(Excerpted records begins)

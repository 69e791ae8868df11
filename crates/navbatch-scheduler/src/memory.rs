//! In-memory navigator for tests and headless hosts.
//!
//! [`MemoryNavigator`] keeps a location and a history stack behind
//! `RwLock`s and records every request it receives.

use std::sync::RwLock;

use async_trait::async_trait;
use navbatch_types::{NavigationKind, NavigationRequest, UrlState};
use tracing::debug;

use crate::error::NavigationError;
use crate::navigator::Navigator;

/// An in-memory implementation of [`Navigator`].
#[derive(Debug)]
pub struct MemoryNavigator {
    history: RwLock<Vec<UrlState>>,
    requests: RwLock<Vec<NavigationRequest>>,
    failures: RwLock<Vec<String>>,
}

impl MemoryNavigator {
    /// Create a navigator whose history holds only `initial`.
    pub fn new(initial: UrlState) -> Self {
        Self {
            history: RwLock::new(vec![initial]),
            requests: RwLock::new(Vec::new()),
            failures: RwLock::new(Vec::new()),
        }
    }

    /// Create a navigator starting at a parsed href.
    pub fn at(href: &str) -> navbatch_types::Result<Self> {
        Ok(Self::new(UrlState::parse(href)?))
    }

    /// Simulate a navigation that happens outside any scope: the current
    /// entry is replaced without recording a request.
    pub fn set_location(&self, location: UrlState) {
        let mut history = self.history.write().expect("history lock poisoned");
        match history.last_mut() {
            Some(entry) => *entry = location,
            None => history.push(location),
        }
    }

    /// Make the next navigation fail with `message`. Queued failures are
    /// consumed in order.
    pub fn fail_next(&self, message: impl Into<String>) {
        self.failures
            .write()
            .expect("failure lock poisoned")
            .push(message.into());
    }

    /// Every request received, in order, including failed ones.
    pub fn requests(&self) -> Vec<NavigationRequest> {
        self.requests.read().expect("request lock poisoned").clone()
    }

    pub fn request_count(&self) -> usize {
        self.requests.read().expect("request lock poisoned").len()
    }

    /// The history stack, oldest first.
    pub fn history(&self) -> Vec<UrlState> {
        self.history.read().expect("history lock poisoned").clone()
    }
}

impl Default for MemoryNavigator {
    fn default() -> Self {
        Self::new(UrlState::new("/"))
    }
}

#[async_trait]
impl Navigator for MemoryNavigator {
    fn current(&self) -> UrlState {
        self.history
            .read()
            .expect("history lock poisoned")
            .last()
            .cloned()
            .unwrap_or_default()
    }

    async fn navigate(&self, request: &NavigationRequest) -> Result<(), NavigationError> {
        self.requests
            .write()
            .expect("request lock poisoned")
            .push(request.clone());

        {
            let mut failures = self.failures.write().expect("failure lock poisoned");
            if !failures.is_empty() {
                return Err(NavigationError::new(failures.remove(0)));
            }
        }

        let mut history = self.history.write().expect("history lock poisoned");
        match request.kind {
            NavigationKind::Push => history.push(request.url.clone()),
            NavigationKind::Replace => match history.last_mut() {
                Some(entry) => *entry = request.url.clone(),
                None => history.push(request.url.clone()),
            },
        }
        debug!(kind = %request.kind, href = %request.url, depth = history.len(), "memory navigation");
        Ok(())
    }
}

(Excerpted records ends)

### Task brief:
Look through the listing and return each line containing the word "NavigationError".

### Response box:
use crate::error::NavigationError;
    async fn navigate(&self, request: &NavigationRequest) -> Result<(), NavigationError> {
                return Err(NavigationError::new(failures.remove(0)));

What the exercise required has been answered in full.